Neon Instrincts

I am compiling a filter like this:

  for(j=0; j<nNumElementData-nNumElementFilter; j++){
    nHelp = 0;
    for(k=0; k<nNumElementFilter; k++){
      nHelp += pnDataSrc[j+k]*pnFilter[k];
    }
    pnDataDest[j] = nHelp;
  }

To my surprise it performs with
OPT =-O3 -march=armv7-a -mtune=cortex-a8
much better than
OPT =-O3 -fpromote-loop-indices -funroll-loops -ftree-vectorize \
  -march=armv7-a -mtune=cortex-a8 -mfpu=neon -mfloat-abi=softfp

108 vs 140 ms (2009q1 compiler). Is this normal?

I would try to optimze this by intrinsics, but don't know how to use
the commands in
http://gcc.gnu.org/onlinedocs/gcc/ARM-NEON-Intrinsics.html
There is no explaination for its usage.

Is there a command adding 4 integers in a single SIMD word to do this
"nHelp+" -
so adding the 4 32bit values in a 128bit SIMD register?
Until now found and tried these :
vld1q_u32, vmulq_u32, vst1q_u32
but this is not excactly what I need.

Thanks for helping comments.

Arno <arno.steffen@web.de> writes:

I am compiling a filter like this:

  for(j=0; j<nNumElementData-nNumElementFilter; j++){
    nHelp = 0;
    for(k=0; k<nNumElementFilter; k++){
      nHelp += pnDataSrc[j+k]*pnFilter[k];
    }
    pnDataDest[j] = nHelp;
  }

To my surprise it performs with
OPT =-O3 -march=armv7-a -mtune=cortex-a8
much better than
OPT =-O3 -fpromote-loop-indices -funroll-loops -ftree-vectorize \
  -march=armv7-a -mtune=cortex-a8 -mfpu=neon -mfloat-abi=softfp

108 vs 140 ms (2009q1 compiler).
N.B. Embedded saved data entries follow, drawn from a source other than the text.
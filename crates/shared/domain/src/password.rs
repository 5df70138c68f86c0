//! Password value object.

use argon2::{
    password_hash::{rand_core::OsRng, PasswordHash, PasswordHasher, PasswordVerifier, SaltString},
    Argon2,
};

use crate::constants::MIN_PASSWORD_LENGTH;
use crate::error::{AuthError, AuthResult};

/// Salted one-way password hash.
///
/// Hashing and verification are centralized here. `Argon2::default()`
/// (Argon2id v19, m=19456, t=2, p=1) is the fixed work factor for the whole
/// system; verification is constant-time via the argon2 verifier.
#[derive(Clone)]
pub struct Password {
    hash: String,
}

// Keep the hash out of debug output
impl std::fmt::Debug for Password {
    fn fmt(&self, f: &mut std::fmt::Formatter<'_>) -> std::fmt::Result {
        f.debug_struct("Password")
            .field("hash", &"[REDACTED]")
            .finish()
    }
}

impl Password {
    /// Create a new password by hashing the plain text.
    ///
    /// # Errors
    /// Returns a validation error if the password is shorter than
    /// [`MIN_PASSWORD_LENGTH`], an internal error if hashing fails.
    pub fn new(plain_text: &str) -> AuthResult<Self> {
        if plain_text.len() < MIN_PASSWORD_LENGTH as usize {
            return Err(AuthError::validation(format!(
                "Password must be at least {} characters",
                MIN_PASSWORD_LENGTH
            )));
        }

        let hash = Self::hash(plain_text)?;
        Ok(Self { hash })
    }

    /// Create a Password from an existing hash (from the store).
    pub fn from_hash(hash: impl Into<String>) -> Self {
        Self { hash: hash.into() }
    }

    /// Get the hash string for storage.
    pub fn as_str(&self) -> &str {
        &self.hash
    }

    /// Consume and return the hash string.
    pub fn into_string(self) -> String {
        self.hash
    }

    /// Verify a plain text password against this hash.
    pub fn verify(&self, plain_text: &str) -> bool {
        Self::verify_hash(plain_text, &self.hash).unwrap_or(false)
    }

    fn hash(plain_text: &str) -> AuthResult<String> {
        let salt = SaltString::generate(&mut OsRng);
        let hash = Argon2::default()
            .hash_password(plain_text.as_bytes(), &salt)
            .map_err(|e| AuthError::internal(format!("Password hash failed: {}", e)))?;
        Ok(hash.to_string())
    }

    fn verify_hash(plain_text: &str, hash: &str) -> AuthResult<bool> {
        let parsed = PasswordHash::new(hash)
            .map_err(|e| AuthError::internal(format!("Invalid hash format: {}", e)))?;
        Ok(Argon2::default()
            .verify_password(plain_text.as_bytes(), &parsed)
            .is_ok())
    }
}

impl From<Password> for String {
    fn from(password: Password) -> Self {
        password.hash
    }
}

impl PartialEq for Password {
    fn eq(&self, other: &Self) -> bool {
        self.hash == other.hash
    }
}

impl Eq for Password {}
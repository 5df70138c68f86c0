//! Authentication service business logic.

mod auth_service;
mod token;

pub use auth_service::{AuthService, Authenticator};
pub use token::{Claims, TokenIssuer};
//! Shared configuration structures.

use serde::{Deserialize, Serialize};

use domain::DEFAULT_TOKEN_TTL_SECONDS;

/// Base service configuration shared by binaries.
#[derive(Debug, Clone, Deserialize, Serialize)]
pub struct ServiceConfig {
    /// Service name for logging and tracing
    pub service_name: String,
    /// Host address to bind
    pub host: String,
    /// Port to listen on
    pub port: u16,
    /// Log level
    pub log_level: String,
}

impl Default for ServiceConfig {
    fn default() -> Self {
        Self {
            service_name: "service".to_string(),
            host: "0.0.0.0".to_string(),
            port: 50051,
            log_level: "info".to_string(),
        }
    }
}

/// Token issuance configuration.
#[derive(Debug, Clone, Deserialize, Serialize)]
pub struct TokenConfig {
    /// Validity window in seconds for issued tokens
    pub ttl_seconds: i64,
}

impl Default for TokenConfig {
    fn default() -> Self {
        Self {
            ttl_seconds: DEFAULT_TOKEN_TTL_SECONDS,
        }
    }
}
//! Request validation.
//!
//! Structural checks on inbound fields, run before the authentication
//! service is invoked. Pure functions of their inputs; the store is never
//! touched. A violation names the offending field and the rule, so callers
//! can render an actionable message.

use validator::{Validate, ValidationError, ValidationErrors};

use domain::AuthError;

/// Fields checked before a register call.
#[derive(Debug, Validate)]
pub struct RegisterInput {
    #[validate(length(min = 1), email)]
    pub email: String,
    #[validate(length(min = 8))]
    pub password: String,
}

/// Fields checked before a login call.
#[derive(Debug, Validate)]
pub struct LoginInput {
    #[validate(length(min = 1), email)]
    pub email: String,
    #[validate(length(min = 8))]
    pub password: String,
    #[validate(range(min = 1))]
    pub app_id: i32,
}

/// Fields checked before an admin lookup.
#[derive(Debug, Validate)]
pub struct IsAdminInput {
    #[validate(range(min = 1))]
    pub user_id: i64,
}

/// Fixed reporting order, so multi-field violations are deterministic.
const FIELD_ORDER: &[&str] = &["email", "password", "app_id", "user_id"];

/// Validate an input, rendering the first violation as an [`AuthError`].
pub fn check(input: &impl Validate) -> Result<(), AuthError> {
    input
        .validate()
        .map_err(|e| AuthError::validation(first_violation(&e)))
}

fn first_violation(errors: &ValidationErrors) -> String {
    let field_errors = errors.field_errors();

    for &field in FIELD_ORDER {
        if let Some(violations) = field_errors.get(field) {
            if let Some(error) = pick(violations.as_slice()) {
                return describe(field, error);
            }
        }
    }

    "Validation failed".to_string()
}

/// Prefer emptiness and bound violations over format checks.
fn pick<'a>(violations: &'a [ValidationError]) -> Option<&'a ValidationError> {
    violations
        .iter()
        .find(|e| e.code == "length" || e.code == "range")
        .or_else(|| violations.first())
}

fn describe(field: &str, error: &ValidationError) -> String {
    match error.code.as_ref() {
        "length" => {
            let min = error
                .params
                .get("min")
                .and_then(|v| v.as_u64())
                .unwrap_or(1);
            let is_empty = error
                .params
                .get("value")
                .and_then(|v| v.as_str())
                .is_some_and(str::is_empty);
            if is_empty || min <= 1 {
                format!("Field '{}' is required", field)
            } else {
                format!("Field '{}' requires at least {} characters", field, min)
            }
        }
        "range" => {
            let value = error.params.get("value").and_then(|v| v.as_i64());
            if value == Some(0) {
                format!("Field '{}' is required", field)
            } else {
                format!("Field '{}' is invalid", field)
            }
        }
        _ => format!("Field '{}' is invalid", field),
    }
}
Is this normal?

With those options you'll be lucky of the code runs at all, let alone
does the right thing. The -ftree-vectorize option is known to
introduce bugs and massive slowdown. Do not use it. What's worse,
it's on by default at -O3, so you should use -fno-tree-vectorize
whenever you use -O3.

I would try to optimze this by intrinsics, but don't know how to use
the commands in
http://gcc.gnu.org/onlinedocs/gcc/ARM-NEON-Intrinsics.html
There is no explaination for its usage.

Intrinsics are almost as bad as the vectoriser. Do no use them.

Is there a command adding 4 integers in a single SIMD word to do this
"nHelp+" -
so adding the 4 32bit values in a 128bit SIMD register?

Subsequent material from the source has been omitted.